La vieille femme dépendante est une ancienne actrice de seconde zone, venue des décennies plus tôt de Faro, en Algarve, à l’extrême sud du pays, pour tenter de faire carrière dans la capitale. "Au beau milieu de phrases sensées elle se met à dire n’importe quoi", entend-elle dire. Les épisodes anciens sont frais mais la mémoire, à court terme, flanche. Tout se mélange. L’aphasie la gagne. Les mots ne trouvent plus le chemin. Devant son mutisme, le neveu et le docteur parlent de plus en plus comme si la vieille femme n’était pas là tandis que l’employée de maison s’adresse à elle à la troisième personne comme à une enfant. Ils évoquent un placement en foyer, font des pronostics sur le temps qu’il lui reste. "Cette fois le cerveau commence à extravaguer pour de bon." Les souvenirs sans paroles affluent dans le désordre, peuplés de revenants plus vivants que morts. Presque rien toutefois de la vie d’actrice sinon la figure récurrente du "directeur du théâtre" dont elle a épousé le frère, et de Mr Barata, le portier du théâtre, l’un des rares à avoir un nom dans cette distribution qui se concentre sur les rôles plus que sur les identités. Les deux maris, par exemple, "le premier", mort du diabète, "le second", du foie, ne sont que deux fantômes figurants. Car ce sont les parents qui, avec le Faro de l’enfance, occupent presque toute la place dans ces réminiscences régressives : un père tant aimé, protecteur et affectueux, qui appelait sa fille unique "ma jolie", "ma grande", "mon petit microbe", un père et un mari "sensible comme un brin d’herbe", disait la mère.

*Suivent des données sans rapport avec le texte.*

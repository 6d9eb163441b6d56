//! Game settings
//!
//! Read live by the controller: dwell thresholds at gaze acquisition, caps and
//! intervals on every spawner tick, the round length at round start.

use serde::{Deserialize, Serialize};
use thiserror::Error;

use crate::consts::*;
use crate::sim::TargetKind;

/// Rejected configuration input. The previous value is always kept.
#[derive(Debug, Clone, PartialEq, Eq, Error)]
pub enum SettingsError {
    #[error("unknown setting `{0}`")]
    UnknownKey(String),
    #[error("setting `{key}`: `{value}` is not a number")]
    NotNumeric { key: String, value: String },
    #[error("setting `{key}` must be positive")]
    NotPositive { key: String },
    #[error("settings json: {0}")]
    Json(String),
}

/// Live-tunable game configuration
#[derive(Debug, Clone, PartialEq, Eq, Serialize, Deserialize)]
#[serde(default)]
pub struct Settings {
    // === Gaze ===
    /// Dwell needed to collect an orb
    pub orb_gaze_ms: u32,
    /// Dwell on a danger that ends the round
    pub danger_gaze_ms: u32,

    // === Spawners ===
    pub max_orbs_on_screen: u32,
    pub max_dangers_on_screen: u32,
    pub orb_spawn_interval_ms: u32,
    pub danger_spawn_interval_ms: u32,
    /// Seeded at round start
    pub initial_orbs: u32,
    pub initial_dangers: u32,

    // === Round ===
    pub round_duration_secs: u32,
}

impl Default for Settings {
    fn default() -> Self {
        Self {
            orb_gaze_ms: DEFAULT_ORB_GAZE_MS,
            danger_gaze_ms: DEFAULT_DANGER_GAZE_MS,

            max_orbs_on_screen: DEFAULT_MAX_ORBS,
            max_dangers_on_screen: DEFAULT_MAX_DANGERS,
            orb_spawn_interval_ms: DEFAULT_ORB_SPAWN_INTERVAL_MS,
            danger_spawn_interval_ms: DEFAULT_DANGER_SPAWN_INTERVAL_MS,
            initial_orbs: DEFAULT_INITIAL_ORBS,
            initial_dangers: DEFAULT_INITIAL_DANGERS,

            round_duration_secs: DEFAULT_ROUND_SECS,
        }
    }
}

/// Keys accepted by [`Settings::apply_raw`] and [`Settings::merge_json`]
pub const SETTING_KEYS: [&str; 9] = [
    "orb_gaze_ms",
    "danger_gaze_ms",
    "max_orbs_on_screen",
    "max_dangers_on_screen",
    "orb_spawn_interval_ms",
    "danger_spawn_interval_ms",
    "initial_orbs",
    "initial_dangers",
    "round_duration_secs",
];

impl Settings {
    /// Effective dwell for a target kind
    pub fn dwell_ms(&self, kind: TargetKind) -> u32 {
        let ms = match kind {
            TargetKind::Collectible => self.orb_gaze_ms,
            TargetKind::Hazard => self.danger_gaze_ms,
        };
        ms.max(MIN_GAZE_MS)
    }

    /// Effective cap on concurrently live targets of a kind
    pub fn max_on_screen(&self, kind: TargetKind) -> usize {
        let cap = match kind {
            TargetKind::Collectible => self.max_orbs_on_screen,
            TargetKind::Hazard => self.max_dangers_on_screen,
        };
        cap.max(1) as usize
    }

    /// Effective spawner period for a kind
    pub fn spawn_interval_ms(&self, kind: TargetKind) -> u32 {
        let ms = match kind {
            TargetKind::Collectible => self.orb_spawn_interval_ms,
            TargetKind::Hazard => self.danger_spawn_interval_ms,
        };
        ms.max(MIN_SPAWN_INTERVAL_MS)
    }

    /// Number of targets of a kind seeded when a round starts
    pub fn initial_count(&self, kind: TargetKind) -> usize {
        match kind {
            TargetKind::Collectible => self.initial_orbs as usize,
            TargetKind::Hazard => self.initial_dangers as usize,
        }
    }

    /// Effective round length in seconds
    pub fn round_duration(&self) -> u32 {
        self.round_duration_secs.max(1)
    }

    fn field_mut(&mut self, key: &str) -> Option<&mut u32> {
        let field = match key {
            "orb_gaze_ms" => &mut self.orb_gaze_ms,
            "danger_gaze_ms" => &mut self.danger_gaze_ms,
            "max_orbs_on_screen" => &mut self.max_orbs_on_screen,
            "max_dangers_on_screen" => &mut self.max_dangers_on_screen,
            "orb_spawn_interval_ms" => &mut self.orb_spawn_interval_ms,
            "danger_spawn_interval_ms" => &mut self.danger_spawn_interval_ms,
            "initial_orbs" => &mut self.initial_orbs,
            "initial_dangers" => &mut self.initial_dangers,
            "round_duration_secs" => &mut self.round_duration_secs,
            _ => return None,
        };
        Some(field)
    }

    /// Apply a raw value as typed into a settings form.
    ///
    /// Leading/trailing whitespace is ignored. On error the last-known-good
    /// value stays in place.
    pub fn apply_raw(&mut self, key: &str, value: &str) -> Result<(), SettingsError> {
        let field = self
            .field_mut(key)
            .ok_or_else(|| SettingsError::UnknownKey(key.to_string()))?;

        let parsed: i64 = value.trim().parse().map_err(|_| SettingsError::NotNumeric {
            key: key.to_string(),
            value: value.to_string(),
        })?;
        if parsed <= 0 {
            return Err(SettingsError::NotPositive {
                key: key.to_string(),
            });
        }

        *field = parsed.min(u32::MAX as i64) as u32;
        Ok(())
    }

    /// Merge a JSON object into these settings field by field.
    ///
    /// Bad fields are skipped (and logged); returns how many were applied.
    pub fn merge_json(&mut self, json: &str) -> Result<usize, SettingsError> {
        let value: serde_json::Value =
            serde_json::from_str(json).map_err(|e| SettingsError::Json(e.to_string()))?;
        let object = value
            .as_object()
            .ok_or_else(|| SettingsError::Json("expected an object".to_string()))?;

        let mut applied = 0;
        for (key, raw) in object {
            let text = match raw {
                serde_json::Value::String(s) => s.clone(),
                other => other.to_string(),
            };
            match self.apply_raw(key, &text) {
                Ok(()) => applied += 1,
                Err(e) => log::warn!("Ignoring setting: {}", e),
            }
        }
        Ok(applied)
    }
}

#[cfg(test)]
mod tests {
    use super::*;

    #[test]
    fn test_defaults() {
        let s = Settings::default();
        assert_eq!(s.dwell_ms(TargetKind::Collectible), 500);
        assert_eq!(s.max_on_screen(TargetKind::Collectible), 12);
        assert_eq!(s.max_on_screen(TargetKind::Hazard), 5);
        assert_eq!(s.spawn_interval_ms(TargetKind::Collectible), 700);
        assert_eq!(s.spawn_interval_ms(TargetKind::Hazard), 1800);
        assert_eq!(s.round_duration(), 60);
    }

    #[test]
    fn test_zero_values_are_clamped() {
        let s = Settings {
            orb_gaze_ms: 0,
            danger_gaze_ms: 0,
            max_orbs_on_screen: 0,
            orb_spawn_interval_ms: 0,
            round_duration_secs: 0,
            ..Default::default()
        };
        assert_eq!(s.dwell_ms(TargetKind::Collectible), MIN_GAZE_MS);
        assert_eq!(s.dwell_ms(TargetKind::Hazard), MIN_GAZE_MS);
        assert_eq!(s.max_on_screen(TargetKind::Collectible), 1);
        assert_eq!(s.spawn_interval_ms(TargetKind::Collectible), MIN_SPAWN_INTERVAL_MS);
        assert_eq!(s.round_duration(), 1);
    }

    #[test]
    fn test_apply_raw_keeps_last_good() {
        let mut s = Settings::default();
        assert!(s.apply_raw("orb_gaze_ms", " 150 ").is_ok());
        assert_eq!(s.orb_gaze_ms, 150);

        assert_eq!(
            s.apply_raw("orb_gaze_ms", "fast"),
            Err(SettingsError::NotNumeric {
                key: "orb_gaze_ms".into(),
                value: "fast".into()
            })
        );
        assert!(matches!(
            s.apply_raw("orb_gaze_ms", "-20"),
            Err(SettingsError::NotPositive { .. })
        ));
        assert!(matches!(
            s.apply_raw("orb_gaze_ms", "0"),
            Err(SettingsError::NotPositive { .. })
        ));
        assert_eq!(s.orb_gaze_ms, 150);

        assert!(matches!(
            s.apply_raw("volume", "3"),
            Err(SettingsError::UnknownKey(_))
        ));
    }

    #[test]
    fn test_every_key_is_settable() {
        let mut s = Settings::default();
        for key in SETTING_KEYS {
            assert!(s.apply_raw(key, "7").is_ok(), "{key}");
        }
        assert_eq!(s.round_duration_secs, 7);
        assert_eq!(s.initial_dangers, 7);
    }

    #[test]
    fn test_merge_json_skips_bad_fields() {
        let mut s = Settings::default();
        let applied = s
            .merge_json(r#"{"danger_gaze_ms": 800, "max_orbs_on_screen": "4", "orb_gaze_ms": -1, "bogus": 3}"#)
            .unwrap();
        assert_eq!(applied, 2);
        assert_eq!(s.danger_gaze_ms, 800);
        assert_eq!(s.max_orbs_on_screen, 4);
        assert_eq!(s.orb_gaze_ms, DEFAULT_ORB_GAZE_MS);
    }

    #[test]
    fn test_merge_json_rejects_garbage() {
        let mut s = Settings::default();
        assert!(s.merge_json("not json").is_err());
        assert!(s.merge_json("[1, 2]").is_err());
        assert_eq!(s, Settings::default());
    }

    #[test]
    fn test_serde_defaults_missing_fields() {
        let s: Settings = serde_json::from_str(r#"{"round_duration_secs": 360}"#).unwrap();
        assert_eq!(s.round_duration_secs, 360);
        assert_eq!(s.orb_gaze_ms, DEFAULT_ORB_GAZE_MS);
    }
}
//! Game state and core interaction types
//!
//! One `GameState` per controller; collaborators never hold it.

use std::collections::BTreeMap;
use std::fmt;

use glam::Vec3;
use serde::{Deserialize, Serialize};

/// Opaque handle into the rendering layer
#[derive(Debug, Clone, Copy, PartialEq, Eq, PartialOrd, Ord, Hash, Serialize, Deserialize)]
#[serde(transparent)]
pub struct TargetId(pub u32);

impl TargetId {
    /// Accept a numeric id from a JS host; NaN, fractional or out-of-range
    /// values are rejected.
    pub fn from_f64(value: f64) -> Option<Self> {
        if !(0.0..=u32::MAX as f64).contains(&value) || value.fract() != 0.0 {
            return None;
        }
        Some(TargetId(value as u32))
    }
}

impl fmt::Display for TargetId {
    fn fmt(&self, f: &mut fmt::Formatter<'_>) -> fmt::Result {
        write!(f, "#{}", self.0)
    }
}

/// What happens when a target is dwelled on
#[derive(Debug, Clone, Copy, PartialEq, Eq, PartialOrd, Ord, Hash, Serialize, Deserialize)]
pub enum TargetKind {
    /// Orb: +1 score
    Collectible,
    /// Danger box: ends the round
    Hazard,
}

impl TargetKind {
    pub const ALL: [TargetKind; 2] = [TargetKind::Collectible, TargetKind::Hazard];

    pub fn as_str(&self) -> &'static str {
        match self {
            TargetKind::Collectible => "collectible",
            TargetKind::Hazard => "hazard",
        }
    }

    pub fn from_str(s: &str) -> Option<Self> {
        match s.to_lowercase().as_str() {
            "collectible" | "collect" | "orb" => Some(TargetKind::Collectible),
            "hazard" | "danger" => Some(TargetKind::Hazard),
            _ => None,
        }
    }

    /// Reticle state while this kind is hovered
    pub fn hover_feedback(&self) -> ReticleFeedback {
        match self {
            TargetKind::Collectible => ReticleFeedback::HoveringCollectible,
            TargetKind::Hazard => ReticleFeedback::HoveringHazard,
        }
    }
}

/// A spawned interactable
#[derive(Debug, Clone, Copy, PartialEq, Serialize, Deserialize)]
pub struct Target {
    pub id: TargetId,
    pub kind: TargetKind,
    pub position: Vec3,
}

/// Why a round ended
#[derive(Debug, Clone, Copy, PartialEq, Eq, Serialize, Deserialize)]
pub enum EndReason {
    TimeExpired,
    HazardObserved,
}

impl EndReason {
    pub fn as_str(&self) -> &'static str {
        match self {
            EndReason::TimeExpired => "time expired",
            EndReason::HazardObserved => "hazard observed",
        }
    }
}

impl fmt::Display for EndReason {
    fn fmt(&self, f: &mut fmt::Formatter<'_>) -> fmt::Result {
        f.write_str(self.as_str())
    }
}

/// Round lifecycle
#[derive(Debug, Clone, Copy, PartialEq, Eq, Default, Serialize, Deserialize)]
pub enum RoundPhase {
    /// Menu shown, nothing running
    #[default]
    Idle,
    /// Spawners, clock and dwell all live
    Active,
    /// Menu reopened mid-round; everything frozen
    Paused,
    /// Terminal until restart
    Ended(EndReason),
}

/// Reticle hint for the rendering layer
#[derive(Debug, Clone, Copy, PartialEq, Eq, Default, Serialize, Deserialize)]
pub enum ReticleFeedback {
    #[default]
    None,
    HoveringCollectible,
    HoveringHazard,
}

/// Complete interaction state (serializable snapshot)
#[derive(Debug, Clone, Default, Serialize, Deserialize)]
pub struct GameState {
    pub phase: RoundPhase,
    /// Non-decreasing while a round is active
    pub score: u32,
    pub round_seconds_remaining: u32,
    /// Live targets keyed by id (stable iteration order)
    pub targets: BTreeMap<TargetId, Target>,
    /// Target under the single gaze ray, if any
    pub hovered: Option<TargetId>,
}

impl GameState {
    pub fn new() -> Self {
        Self::default()
    }

    /// `running` flag: a round is in progress (possibly paused)
    pub fn running(&self) -> bool {
        matches!(self.phase, RoundPhase::Active | RoundPhase::Paused)
    }

    /// `paused` flag: anything but an active round
    pub fn paused(&self) -> bool {
        self.phase != RoundPhase::Active
    }

    pub fn is_active(&self) -> bool {
        self.phase == RoundPhase::Active
    }

    pub fn end_reason(&self) -> Option<EndReason> {
        match self.phase {
            RoundPhase::Ended(reason) => Some(reason),
            _ => None,
        }
    }

    pub fn live_count(&self, kind: TargetKind) -> usize {
        self.targets.values().filter(|t| t.kind == kind).count()
    }

    pub fn is_live(&self, id: TargetId) -> bool {
        self.targets.contains_key(&id)
    }

    pub fn target(&self, id: TargetId) -> Option<&Target> {
        self.targets.get(&id)
    }

    pub fn insert_target(&mut self, target: Target) {
        self.targets.insert(target.id, target);
    }

    /// Remove a live target; `None` if it was already gone
    pub fn remove_target(&mut self, id: TargetId) -> Option<Target> {
        if self.hovered == Some(id) {
            self.hovered = None;
        }
        self.targets.remove(&id)
    }
}

#[cfg(test)]
mod tests {
    use super::*;

    fn target(id: u32, kind: TargetKind) -> Target {
        Target {
            id: TargetId(id),
            kind,
            position: Vec3::ZERO,
        }
    }

    #[test]
    fn test_flags_follow_phase() {
        let mut state = GameState::new();
        assert!(!state.running());
        assert!(state.paused());

        state.phase = RoundPhase::Active;
        assert!(state.running() && !state.paused());

        state.phase = RoundPhase::Paused;
        assert!(state.running() && state.paused());

        state.phase = RoundPhase::Ended(EndReason::TimeExpired);
        assert!(!state.running());
        assert_eq!(state.end_reason(), Some(EndReason::TimeExpired));
    }

    #[test]
    fn test_live_counts_and_removal() {
        let mut state = GameState::new();
        state.insert_target(target(1, TargetKind::Collectible));
        state.insert_target(target(2, TargetKind::Collectible));
        state.insert_target(target(3, TargetKind::Hazard));
        state.hovered = Some(TargetId(2));

        assert_eq!(state.live_count(TargetKind::Collectible), 2);
        assert_eq!(state.live_count(TargetKind::Hazard), 1);

        assert!(state.remove_target(TargetId(2)).is_some());
        assert_eq!(state.hovered, None);
        assert!(state.remove_target(TargetId(2)).is_none());
        assert_eq!(state.live_count(TargetKind::Collectible), 1);
    }

    #[test]
    fn test_target_id_from_js_number() {
        assert_eq!(TargetId::from_f64(0.0), Some(TargetId(0)));
        assert_eq!(TargetId::from_f64(42.0), Some(TargetId(42)));
        assert_eq!(TargetId::from_f64(u32::MAX as f64), Some(TargetId(u32::MAX)));
        assert_eq!(TargetId::from_f64(f64::NAN), None);
        assert_eq!(TargetId::from_f64(f64::INFINITY), None);
        assert_eq!(TargetId::from_f64(3.5), None);
        assert_eq!(TargetId::from_f64(-1.0), None);
        assert_eq!(TargetId::from_f64(u32::MAX as f64 + 1.0), None);
    }

    #[test]
    fn test_kind_parsing() {
        assert_eq!(TargetKind::from_str("Danger"), Some(TargetKind::Hazard));
        assert_eq!(TargetKind::from_str("collect"), Some(TargetKind::Collectible));
        assert_eq!(TargetKind::from_str("bomb"), None);
        assert_eq!(EndReason::HazardObserved.to_string(), "hazard observed");
    }
}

Qui mieux que l’auteur de N’entre pas si vite dans cette nuit noire (récemment réédité chez Points) et de Quels sont ces chevaux qui jettent leur ombre sur la mer ? peut décrire la sortie de scène de cette vieille petite fille égarée, de plus en plus désorientée. Ce mélange de grotesque et de pathétique, de drôlerie et de cruauté. Qui peut rendre le flux erratique de la conscience, la débandade, la confusion des temps à l’intérieur des têtes. Ce délire terrible et doux, désinhibé, de la démence sénile.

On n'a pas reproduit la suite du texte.